Even the twee-ness of the place is charming, with its Victorian and Edwardian buildings, narrow streets and tiny cars. It’s even better when you know you can escape to an antipodean bar and mix with people south of the equator whenever it gets too much.

I could go on too. Camden Town is like Cuba Street on steroids. Christmas is in its proper season. The live music scene is fantastic.

I’m sure I’ll find a few more things. And I’m sure there’ll be plenty of annoying traits that come along with them. But while my heart is still in Wellington, I now have made London home. Willingly, even.

Tuesday, 4 September 2007

You give me fever

“Come. Come, look here,” said the dispatch clerk in Durbanville Post Office, South Africa, “I support the All Black, see?”

He flips open his phone and shows me his picture of Carlos Spencer. “All Black. See!”

And everywhere the talk is about Jonah Lomu. “Is he well?” I’m asked. Many times. Gosh, I know we’re a small nation but we don’t all get together for a feed on a Sunday arvo. I just nod and tell everyone he’s doing okay. He’s doing okay, right?

The thing is, you just don’t exactly realise the extent of the cult following until you leave Godzone. Aside from Lord of the Rings, the All Blacks have an international reputation that borders on religious fanaticism. Through my travels this year I’m constantly asked about the AB’s, as if talking to me will make some of their magic rub off on them.

So I’m not in the least surprised that their training sessions in France are mobbed by legions of fans.
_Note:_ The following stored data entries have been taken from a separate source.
use clap::Parser;
use nb_core::{ArticleStore, Error, ProfileStore, ReportStore, Result, SourceStore};
use nb_inference::{ClientRegistry, EmbeddingService, ProviderConfig, ProviderKind};
use nb_ingest::{HttpFeedSource, IngestOptions, NewsIngestionPipeline};
use nb_orchestrator::{
    AgentSet, BriefingService, NewsAnalyzerAgent, NewsFetcherAgent, NewsFilterAgent, Orchestrator,
    UserProfilerAgent,
};
use nb_ranking::{RankingEngine, RankingOptions};
use nb_storage::{MemoryArticleStore, MemoryProfileStore, MemoryReportStore, MemorySourceStore, VectorStore};
use std::sync::Arc;
use tracing::info;

#[derive(Parser, Debug)]
#[command(author, version, about = "Personalized financial news briefings", long_about = None)]
struct Cli {
    /// Inference provider: openai or dummy (offline, deterministic)
    #[arg(long, default_value = "dummy")]
    provider: String,
    /// Falls back to the OPENAI_API_KEY environment variable
    #[arg(long)]
    api_key: Option<String>,
    #[arg(long)]
    base_url: Option<String>,
    #[arg(long)]
    chat_model: Option<String>,
    #[arg(long)]
    embedding_model: Option<String>,
    #[command(subcommand)]
    command: Commands,
}

#[derive(clap::Subcommand, Debug)]
enum Commands {
    /// Fetch and embed articles from one or more feeds
    Fetch {
        /// Feed in name=url form, repeatable
        #[arg(long, required = true)]
        source: Vec<String>,
        #[arg(long, default_value_t = 20)]
        limit: usize,
        /// Ignore the per-source fetch cooldown
        #[arg(long)]
        force: bool,
    },
    /// Fetch, then rank news for a user
    Rank {
        #[arg(long)]
        user: u64,
        #[arg(long, required = true)]
        source: Vec<String>,
        #[arg(long, default_value_t = 10)]
        max_articles: usize,
        /// Skip the LLM re-ranking stage
        #[arg(long)]
        no_rerank: bool,
        /// Preferred topic, repeatable
        #[arg(long)]
        topic: Vec<String>,
        /// Excluded topic, repeatable
        #[arg(long)]
        exclude: Vec<String>,
    },
    /// Generate a full briefing report for a user
    Brief {
        #[arg(long)]
        user: u64,
        #[arg(long, required = true)]
        source: Vec<String>,
        #[arg(long)]
        topic: Vec<String>,
        #[arg(long)]
        exclude: Vec<String>,
        /// Free-text self-description used for the interest embedding
        #[arg(long)]
        portrait: Option<String>,
    },
    /// Show or update a user profile and its interest embedding
    Profile {
        #[arg(long)]
        user: u64,
        #[arg(long)]
        topic: Vec<String>,
        #[arg(long)]
        exclude: Vec<String>,
        #[arg(long)]
        portrait: Option<String>,
    },
}

struct App {
    sources: Arc<MemorySourceStore>,
    articles: Arc<MemoryArticleStore>,
    profiles: Arc<MemoryProfileStore>,
    reports: Arc<MemoryReportStore>,
    chat: Arc<dyn nb_core::ChatProvider>,
    profile_vectors: Arc<VectorStore<nb_core::UserProfile, MemoryProfileStore>>,
    pipeline: Arc<NewsIngestionPipeline<MemoryArticleStore>>,
    engine: Arc<RankingEngine<MemoryArticleStore>>,
}

impl App {
    fn new(config: &ProviderConfig) -> Result<Self> {
        let registry = ClientRegistry::new();
        let chat = registry.chat_model(config)?;
        let embedding = registry.embedding_model(config)?;
        let embedder = Arc::new(EmbeddingService::new(embedding));

        let sources = Arc::new(MemorySourceStore::new());
        let articles = Arc::new(MemoryArticleStore::new());
        let profiles = Arc::new(MemoryProfileStore::new());
        let reports = Arc::new(MemoryReportStore::new());

        let article_vectors = Arc::new(VectorStore::new(articles.clone(), embedder.clone()));
        let profile_vectors = Arc::new(VectorStore::new(profiles.clone(), embedder.clone()));
        let pipeline = Arc::new(NewsIngestionPipeline::new(
            sources.clone(),
            articles.clone(),
            VectorStore::new(articles.clone(), embedder.clone()),
            Arc::new(HttpFeedSource::new()),
        ));
        let engine = Arc::new(RankingEngine::new(
            profiles.clone() as Arc<dyn ProfileStore>,
            article_vectors,
            Some(chat.clone()),
        ));

        Ok(Self {
            sources,
            articles,
            profiles,
            reports,
            chat,
            profile_vectors,
            pipeline,
            engine,
        })
    }

    async fn register_sources(&self, entries: &[String]) -> Result<()> {
        for entry in entries {
            let (name, url) = parse_source(entry)?;
            let (_, created) = self.sources.get_or_create(&name, &url).await?;
            if created {
                info!("📰 Registered source {} ({})", name, url);
            }
        }
        Ok(())
    }

    async fn fetch(&self, limit: usize, force: bool) -> Result<()> {
        let outcome = self
            .pipeline
            .run(IngestOptions {
                source: None,
                limit,
                force_refresh: force,
            })
            .await?;
        info!(
            "📥 Fetched {} new articles ({} embedded) from {} sources",
            outcome.fetched,
            outcome.embedded,
            outcome.sources.len()
        );
        Ok(())
    }

    async fn update_profile(
        &self,
        user: u64,
        topics: &[String],
        excluded: &[String],
        portrait: Option<&str>,
    ) -> Result<()> {
        let mut profile = self.profiles.get_or_create(user).await?;
        if !topics.is_empty() {
            profile.preferred_topics = topics.to_vec();
            profile.embedded = false;
        }
        if !excluded.is_empty() {
            profile.excluded_topics = excluded.to_vec();
        }
        if let Some(portrait) = portrait {
            profile.self_portrait = portrait.to_string();
            profile.embedded = false;
        }
        self.profiles.upsert(profile.clone()).await?;
        if !profile.embedded {
            self.profile_vectors
                .upsert(user, &profile.embedding_text())
                .await?;
            info!("🧠 Interest embedding updated for user {}", user);
        }
        Ok(())
    }

    fn briefing_service(&self) -> BriefingService<MemoryArticleStore, MemoryProfileStore> {
        let agents = AgentSet {
            profiler: UserProfilerAgent::new(self.profiles.clone(), self.profile_vectors.clone()),
            fetcher: NewsFetcherAgent::new(self.pipeline.clone()),
            filter: NewsFilterAgent::new(self.engine.clone()),
            analyzer: NewsAnalyzerAgent::new(self.chat.clone()),
        };
        BriefingService::new(
            self.reports.clone() as Arc<dyn ReportStore>,
            Orchestrator::new(agents, self.chat.clone()),
        )
    }
}

fn parse_source(entry: &str) -> Result<(String, String)> {
    match entry.split_once('=') {
        Some((name, url)) if !name.is_empty() && !url.is_empty() => {
            let parsed = url::Url::parse(url)
                .map_err(|e| Error::InvalidUrl(format!("{}: {}", url, e)))?;
            Ok((name.to_string(), parsed.into()))
        }
        _ => Err(Error::InvalidUrl(format!(
            "source must be name=url, got {:?}",
            entry
        ))),
    }
}

fn provider_config(cli: &Cli) -> Result<ProviderConfig> {
    let kind = match cli.provider.as_str() {
        "openai" => ProviderKind::OpenAi,
        "dummy" => ProviderKind::Dummy,
        other => {
            return Err(Error::Inference(format!(
                "unknown provider {:?}, expected openai or dummy",
                other
            )))
        }
    };
    Ok(ProviderConfig {
        kind,
        api_key: cli
            .api_key
            .clone()
            .or_else(|| std::env::var("OPENAI_API_KEY").ok()),
        base_url: cli.base_url.clone(),
        chat_model: cli.chat_model.clone(),
        embedding_model: cli.embedding_model.clone(),
        temperature: None,
    })
}

#[tokio::main]
async fn main() -> Result<()> {
    tracing_subscriber::fmt::init();
    let cli = Cli::parse();

    let config = provider_config(&cli)?;
    let app = App::new(&config)?;
    info!("✨ Providers initialized (using {})", cli.provider);

    match &cli.command {
        Commands::Fetch {
            source,
            limit,
            force,
        } => {
            app.register_sources(source).await?;
            app.fetch(*limit, *force).await?;
            for article in app.articles.all().await? {
                println!("[{}] {} ({})", article.source_name, article.title, article.url);
            }
        }
        Commands::Rank {
            user,
            source,
            max_articles,
            no_rerank,
            topic,
            exclude,
        } => {
            app.register_sources(source).await?;
            app.update_profile(*user, topic, exclude, None).await?;
            app.fetch(usize::MAX, true).await?;

            let outcome = app
                .engine
                .rank(
                    *user,
                    None,
                    RankingOptions {
                        max_articles: *max_articles,
                        re_ranking: !no_rerank,
                    },
                )
                .await?;
            info!(
                "🔎 {} of {} candidates selected",
                outcome.candidates.len(),
                outcome.total_candidates
            );
            for (rank, c) in outcome.candidates.iter().enumerate() {
                println!(
                    "{:>2}. [{:.2}] {} - {}",
                    rank + 1,
                    c.combined_score,
                    c.title,
                    c.relevance_reason
                );
            }
        }
        Commands::Brief {
            user,
            source,
            topic,
            exclude,
            portrait,
        } => {
            app.register_sources(source).await?;
            app.update_profile(*user, topic, exclude, portrait.as_deref())
                .await?;

            let service = app.briefing_service();
            let report = service.create_report(*user).await?;
            info!("📝 Generating briefing report {}", report.id);
            nb_orchestrator::tasks::generate_briefing(&service, report.id).await?;

            let history = app.reports.for_user(*user).await?;
            let report = history
                .first()
                .ok_or_else(|| Error::NotFound(format!("report {}", report.id)))?;
            println!("{}", serde_json::to_string_pretty(report)?);
        }
        Commands::Profile {
            user,
            topic,
            exclude,
            portrait,
        } => {
            app.update_profile(*user, topic, exclude, portrait.as_deref())
                .await?;
            let profile = app.profiles.get_or_create(*user).await?;
            println!("{}", serde_json::to_string_pretty(&profile)?);
        }
    }

    Ok(())
}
Branding execs take note, this is how to do it. I could be cynical, but I’m a fan myself, so a part of my heart is swelling.

England on the other hand celebrated their world cup launch by hosting a Scrum in the Park last weekend. I’m not exactly swimming in cashflow, so heading to Marseille to catch the kiwis didn’t make it on the agenda. Regent Park on the other hand is a few stops up on the Bakerloo line, so I decided to drop by and check out the competition. The difference couldn’t be any starker.

If you could stereotype the All Blacks as burly men dripping with testosterone, then the image I got of the English team is a tea party in the park.

They’re jolly fit, and marvellously well-spoken. Ready to give the world cup a go. They even won the trophy last time round (and by-the-by saved me a bet of getting my chest waxed, of which I am still ardently grateful).

But walking round the park, I felt no hum of energy. There was no pre-tournament electricity that seems to hang in the air with these things. It felt like a fair, with fans in red and white enjoying the lazy British summer.

The thing to do was to press flesh with the English rugby team. A queue had formed with their rugby jerseys ready to sign. I timed it and it was three minutes long. That is to say, the walk from the end to the beginning of the queue took me three minutes. It was depressingly orderly, polite and tidy. You can mock them, but the English really do know how to make a good queue.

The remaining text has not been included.